Write out all entries word for word.

Material provided:
═══

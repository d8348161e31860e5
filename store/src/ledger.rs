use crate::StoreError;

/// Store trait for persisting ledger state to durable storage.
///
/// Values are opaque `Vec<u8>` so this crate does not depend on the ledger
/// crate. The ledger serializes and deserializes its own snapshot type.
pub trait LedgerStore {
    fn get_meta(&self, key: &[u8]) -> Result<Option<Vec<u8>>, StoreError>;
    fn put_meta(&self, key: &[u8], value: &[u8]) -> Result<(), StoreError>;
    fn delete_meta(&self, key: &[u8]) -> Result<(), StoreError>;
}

═══

Written solution:
repository d8348161e31860e5
filename store/src/ledger.rs
use crate::StoreError;

/// Store trait for persisting ledger state to durable storage.
///
/// Values are opaque `Vec<u8>` so this crate does not depend on the ledger
/// crate. The ledger serializes and deserializes its own snapshot type.
pub trait LedgerStore {
    fn get_meta(&self, key: &[u8]) -> Result<Option<Vec<u8>>, StoreError>;
    fn put_meta(&self, key: &[u8], value: &[u8]) -> Result<(), StoreError>;
    fn delete_meta(&self, key: &[u8]) -> Result<(), StoreError>;
}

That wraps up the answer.